• **Directions for this task**:
Report back every line from the entries below in which the word "Some" occurs.

• **Exercise data**:
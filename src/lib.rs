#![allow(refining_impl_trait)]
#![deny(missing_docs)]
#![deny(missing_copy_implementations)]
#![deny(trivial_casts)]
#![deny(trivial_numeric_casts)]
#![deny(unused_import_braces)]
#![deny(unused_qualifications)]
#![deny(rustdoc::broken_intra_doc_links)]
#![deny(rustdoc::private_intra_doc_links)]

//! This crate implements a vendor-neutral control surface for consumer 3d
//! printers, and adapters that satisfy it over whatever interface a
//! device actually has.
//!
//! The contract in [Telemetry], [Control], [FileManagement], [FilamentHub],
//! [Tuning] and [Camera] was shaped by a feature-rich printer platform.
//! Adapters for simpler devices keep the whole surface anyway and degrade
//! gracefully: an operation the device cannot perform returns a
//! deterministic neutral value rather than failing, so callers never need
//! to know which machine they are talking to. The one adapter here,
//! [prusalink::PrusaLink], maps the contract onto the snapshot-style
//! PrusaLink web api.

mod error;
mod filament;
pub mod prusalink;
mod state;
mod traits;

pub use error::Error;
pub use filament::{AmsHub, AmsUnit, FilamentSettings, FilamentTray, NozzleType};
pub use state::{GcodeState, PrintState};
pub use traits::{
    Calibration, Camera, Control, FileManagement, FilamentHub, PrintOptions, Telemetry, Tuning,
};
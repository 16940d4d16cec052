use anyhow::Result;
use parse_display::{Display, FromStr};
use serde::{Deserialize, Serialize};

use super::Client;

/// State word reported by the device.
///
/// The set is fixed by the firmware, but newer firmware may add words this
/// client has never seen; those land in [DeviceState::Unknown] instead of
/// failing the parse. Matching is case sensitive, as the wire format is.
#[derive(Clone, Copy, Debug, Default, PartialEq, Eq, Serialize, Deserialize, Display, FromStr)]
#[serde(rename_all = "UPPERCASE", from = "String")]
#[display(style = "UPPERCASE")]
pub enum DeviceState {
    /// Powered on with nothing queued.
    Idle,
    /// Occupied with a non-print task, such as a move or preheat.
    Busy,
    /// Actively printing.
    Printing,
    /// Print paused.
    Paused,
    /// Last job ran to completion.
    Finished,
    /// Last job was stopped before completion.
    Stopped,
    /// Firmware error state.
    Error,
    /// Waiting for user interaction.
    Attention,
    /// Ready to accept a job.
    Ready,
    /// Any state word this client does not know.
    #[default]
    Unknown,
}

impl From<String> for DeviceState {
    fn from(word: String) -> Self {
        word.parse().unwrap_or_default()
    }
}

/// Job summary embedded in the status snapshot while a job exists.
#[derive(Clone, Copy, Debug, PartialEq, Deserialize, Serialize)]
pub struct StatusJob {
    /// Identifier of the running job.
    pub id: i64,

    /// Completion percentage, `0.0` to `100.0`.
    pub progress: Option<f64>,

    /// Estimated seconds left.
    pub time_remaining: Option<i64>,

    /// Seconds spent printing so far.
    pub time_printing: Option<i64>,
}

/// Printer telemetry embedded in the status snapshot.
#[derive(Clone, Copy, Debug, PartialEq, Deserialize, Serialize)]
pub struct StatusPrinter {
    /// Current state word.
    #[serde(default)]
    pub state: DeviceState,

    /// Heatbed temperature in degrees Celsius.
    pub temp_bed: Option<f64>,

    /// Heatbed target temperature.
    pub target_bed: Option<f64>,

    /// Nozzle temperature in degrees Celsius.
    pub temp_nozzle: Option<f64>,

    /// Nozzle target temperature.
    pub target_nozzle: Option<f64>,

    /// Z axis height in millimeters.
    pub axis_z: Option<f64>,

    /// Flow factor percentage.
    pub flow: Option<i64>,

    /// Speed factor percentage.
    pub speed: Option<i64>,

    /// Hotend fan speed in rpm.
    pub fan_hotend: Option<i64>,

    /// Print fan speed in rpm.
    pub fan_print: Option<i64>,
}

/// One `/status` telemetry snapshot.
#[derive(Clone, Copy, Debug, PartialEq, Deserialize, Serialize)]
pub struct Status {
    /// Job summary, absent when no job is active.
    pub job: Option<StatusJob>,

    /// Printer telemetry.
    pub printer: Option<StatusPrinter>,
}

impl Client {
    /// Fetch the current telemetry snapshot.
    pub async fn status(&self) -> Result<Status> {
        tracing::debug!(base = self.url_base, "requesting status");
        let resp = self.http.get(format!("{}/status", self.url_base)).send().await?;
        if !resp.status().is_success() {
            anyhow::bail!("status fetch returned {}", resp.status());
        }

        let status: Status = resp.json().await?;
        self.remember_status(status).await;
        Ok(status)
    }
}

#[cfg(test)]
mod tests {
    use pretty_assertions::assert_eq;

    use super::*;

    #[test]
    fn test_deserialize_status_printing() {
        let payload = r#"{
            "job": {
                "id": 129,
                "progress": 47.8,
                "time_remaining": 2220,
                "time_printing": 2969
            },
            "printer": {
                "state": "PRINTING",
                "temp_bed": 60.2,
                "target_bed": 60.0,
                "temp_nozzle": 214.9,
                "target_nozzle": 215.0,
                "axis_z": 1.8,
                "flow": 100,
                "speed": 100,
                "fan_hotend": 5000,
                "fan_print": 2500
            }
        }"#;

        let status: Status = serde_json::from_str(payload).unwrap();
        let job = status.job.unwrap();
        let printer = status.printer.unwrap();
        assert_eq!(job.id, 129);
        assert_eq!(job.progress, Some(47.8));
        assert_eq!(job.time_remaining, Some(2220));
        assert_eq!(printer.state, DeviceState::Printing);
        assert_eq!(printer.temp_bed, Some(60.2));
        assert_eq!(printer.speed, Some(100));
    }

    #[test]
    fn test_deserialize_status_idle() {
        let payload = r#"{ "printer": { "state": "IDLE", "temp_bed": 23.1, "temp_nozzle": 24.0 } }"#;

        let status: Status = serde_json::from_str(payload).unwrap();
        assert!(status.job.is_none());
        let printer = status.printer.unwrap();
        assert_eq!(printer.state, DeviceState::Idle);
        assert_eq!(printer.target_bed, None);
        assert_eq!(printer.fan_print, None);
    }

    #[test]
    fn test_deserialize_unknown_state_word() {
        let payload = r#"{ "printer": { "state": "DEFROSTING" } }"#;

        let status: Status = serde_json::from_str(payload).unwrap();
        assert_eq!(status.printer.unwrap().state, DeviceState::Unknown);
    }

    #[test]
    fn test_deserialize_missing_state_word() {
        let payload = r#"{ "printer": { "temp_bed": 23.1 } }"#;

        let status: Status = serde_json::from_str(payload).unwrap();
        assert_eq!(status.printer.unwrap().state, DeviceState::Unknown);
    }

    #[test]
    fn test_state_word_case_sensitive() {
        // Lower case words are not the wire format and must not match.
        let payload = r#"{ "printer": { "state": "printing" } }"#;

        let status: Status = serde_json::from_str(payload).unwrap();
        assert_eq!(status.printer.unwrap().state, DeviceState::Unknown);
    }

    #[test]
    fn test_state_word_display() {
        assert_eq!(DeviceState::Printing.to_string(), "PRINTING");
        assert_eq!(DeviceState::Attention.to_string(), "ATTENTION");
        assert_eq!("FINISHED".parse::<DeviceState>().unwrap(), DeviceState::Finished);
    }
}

• **Output of the task**:
        assert_eq!(job.progress, Some(47.8));
        assert_eq!(job.time_remaining, Some(2220));
        assert_eq!(printer.temp_bed, Some(60.2));
        assert_eq!(printer.speed, Some(100));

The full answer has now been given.